Private equity reporting - ready for open waters?
Organize the private equity
Firms can keep operations from overflowing by identifying and managing bottlenecks as part of their calendar.
Private equity firms need to organize all parts of the reporting process to work as one highly effective, cohesive unit.
Imagine the pilot of an outboard motorboat assuming that he can also singlehandedly run a large cruiser. He will run back and forth between the engine room and navigation room, while at the same time manning the pumps. Running a crew, whose members are each assigned distinct duties, and an inevitable separation of the different functions of the process into separate chambers, require coordination, communication and scheduling.
- Define and establish a formal reporting process and calendar. The calendar must be anchored with key milestones, such as closing the general ledger, presenting a management or board package, and submitting the reporting forms to the relevant authorities. Handoffs that support these milestones, such as valuations, topside postings and committee approvals, need to be highlighted with due dates.
- Identify and address the bottlenecks. Firms can keep the operation from overflowing by identifying and managing these bottlenecks as part of their calendar. This would enable top management to identify critical issues earlier — manage more of them in parallel, allow them to depend on fewer people, maintain a regimented protocol for escalating issues and, ultimately, reduce the time needed for decision-making.
- Separate subjective tasks from routine tasks.

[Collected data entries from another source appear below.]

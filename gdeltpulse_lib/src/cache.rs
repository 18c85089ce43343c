//! In-memory TTL cache of upstream payloads, keyed by request URL.

use dashmap::DashMap;
use std::time::{Duration, Instant};

/// How long a payload stays fresh when nothing else is configured.
pub const DEFAULT_TTL: Duration = Duration::from_secs(120);

struct CachedPayload {
    body: String,
    expires_at: Instant,
}

/// Thread-safe payload cache with time-to-live expiration.
///
/// Payloads are stored as serialized JSON under the full request URL, so two
/// searches that build the same URL share an entry. Expired entries are
/// lazily evicted on the next `get` for that URL.
pub struct MemoryCache {
    store: DashMap<String, CachedPayload>,
    ttl: Duration,
}

impl Default for MemoryCache {
    fn default() -> Self {
        Self::new(DEFAULT_TTL)
    }
}

impl MemoryCache {
    pub fn new(ttl: Duration) -> Self {
        Self {
            store: DashMap::new(),
            ttl,
        }
    }

    pub fn ttl(&self) -> Duration {
        self.ttl
    }

    /// Returns the payload cached for `url`, or `None` if missing or expired.
    pub fn get(&self, url: &str) -> Option<String> {
        let entry = self.store.get(url)?;
        if Instant::now() > entry.expires_at {
            drop(entry);
            self.store.remove(url);
            return None;
        }
        Some(entry.body.clone())
    }

    /// Inserts or overwrites the payload for `url`. A zero TTL disables caching.
    pub fn set(&self, url: String, body: String) {
        if self.ttl.is_zero() {
            return;
        }
        self.store.insert(
            url,
            CachedPayload {
                body,
                expires_at: Instant::now() + self.ttl,
            },
        );
    }

    pub fn len(&self) -> usize {
        self.store.len()
    }

    pub fn is_empty(&self) -> bool {
        self.store.is_empty()
    }

    pub fn clear(&self) {
        self.store.clear();
    }
}

#[cfg(test)]
mod tests {
    use super::*;

    const URL: &str = "https://proxy.example.com/gdelt/v2?action=context";

    #[test]
    fn set_and_get() {
        let cache = MemoryCache::new(Duration::from_secs(60));
        cache.set(URL.to_string(), r#"{"data":[]}"#.to_string());
        assert_eq!(cache.get(URL).as_deref(), Some(r#"{"data":[]}"#));
        assert_eq!(cache.get("https://proxy.example.com/gdelt"), None);
    }

    #[test]
    fn entries_expire() {
        let cache = MemoryCache::new(Duration::from_millis(1));
        cache.set(URL.to_string(), "{}".to_string());
        std::thread::sleep(Duration::from_millis(10));
        assert_eq!(cache.get(URL), None);
        assert!(cache.is_empty());
    }

    #[test]
    fn overwrite_and_clear() {
        let cache = MemoryCache::default();
        assert_eq!(cache.ttl(), DEFAULT_TTL);
        cache.set(URL.to_string(), "old".to_string());
        cache.set(URL.to_string(), "new".to_string());
        assert_eq!(cache.get(URL).as_deref(), Some("new"));
        assert_eq!(cache.len(), 1);
        cache.clear();
        assert_eq!(cache.get(URL), None);
    }

    #[test]
    fn zero_ttl_disables_caching() {
        let cache = MemoryCache::new(Duration::ZERO);
        cache.set(URL.to_string(), "{}".to_string());
        assert!(cache.is_empty());
    }
}
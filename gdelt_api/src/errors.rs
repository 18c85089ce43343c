//! Error types for the API client.

use std::fmt;

/// Errors that can occur when building or sending GDELT requests.
#[derive(thiserror::Error, Debug)]
pub enum Error {
    /// An HTTP request failed (network error, timeout, or unparseable response).
    #[error("Request failed")]
    RequestFailed,
    /// The proxy returned a non-success status with a body snippet.
    #[error("Request failed with status {status}")]
    HttpStatus { status: u16, body: String },
    /// The proxy answered 200 but the payload carried `"status": "error"`.
    #[error("Upstream rejected the request ({kind}): {message}")]
    Upstream {
        kind: UpstreamErrorKind,
        message: String,
    },
    /// A request could not be assembled from the resolved mode.
    #[error("Invalid query: {0}")]
    InvalidQuery(String),
}

/// Coarse classification of an upstream error message.
#[derive(Clone, Copy, Debug, PartialEq, Eq)]
pub enum UpstreamErrorKind {
    /// Bad or missing parameters, e.g. a daily range over 365 days.
    InvalidRequest,
    /// The upstream is throttling us.
    RateLimited,
    Other,
}

impl UpstreamErrorKind {
    /// Classifies an upstream message by keyword.
    pub fn classify(message: &str) -> Self {
        let normalized = message.to_lowercase();
        if normalized.contains("invalid")
            || normalized.contains("missing")
            || normalized.contains("parameter")
        {
            return UpstreamErrorKind::InvalidRequest;
        }
        if normalized.contains("rate limit") || normalized.contains("too many") {
            return UpstreamErrorKind::RateLimited;
        }
        UpstreamErrorKind::Other
    }

    /// The HTTP status a proxy in front of this client would answer with.
    pub fn status_code(&self) -> u16 {
        match self {
            UpstreamErrorKind::InvalidRequest => 400,
            UpstreamErrorKind::RateLimited => 429,
            UpstreamErrorKind::Other => 502,
        }
    }
}

impl fmt::Display for UpstreamErrorKind {
    fn fmt(&self, f: &mut fmt::Formatter<'_>) -> fmt::Result {
        write!(
            f,
            "{}",
            match self {
                UpstreamErrorKind::InvalidRequest => "invalid request",
                UpstreamErrorKind::RateLimited => "rate limited",
                UpstreamErrorKind::Other => "upstream error",
            }
        )
    }
}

Separating the production work from the analytical work creates opportunities for automation and overall speed. We believe firms that centralize the routine tasks can generate time and cost benefits from scale, as reporting continues to expand.
- Give the process its due — and expect to patch it from time to time. Despite the best planning, problems do find their way in. Private equity firms are continuously investing in new deal structures and investment products that may be unfamiliar to the finance group and can cause a conflict in the chart of accounts in the financial statement close.
Some of our more experienced clients have found that by assigning a formal or an informal captain for the financial close, there is a way for the group as a whole to change its course in challenging moments or to track and make systemic repairs when everyone pulls back into port.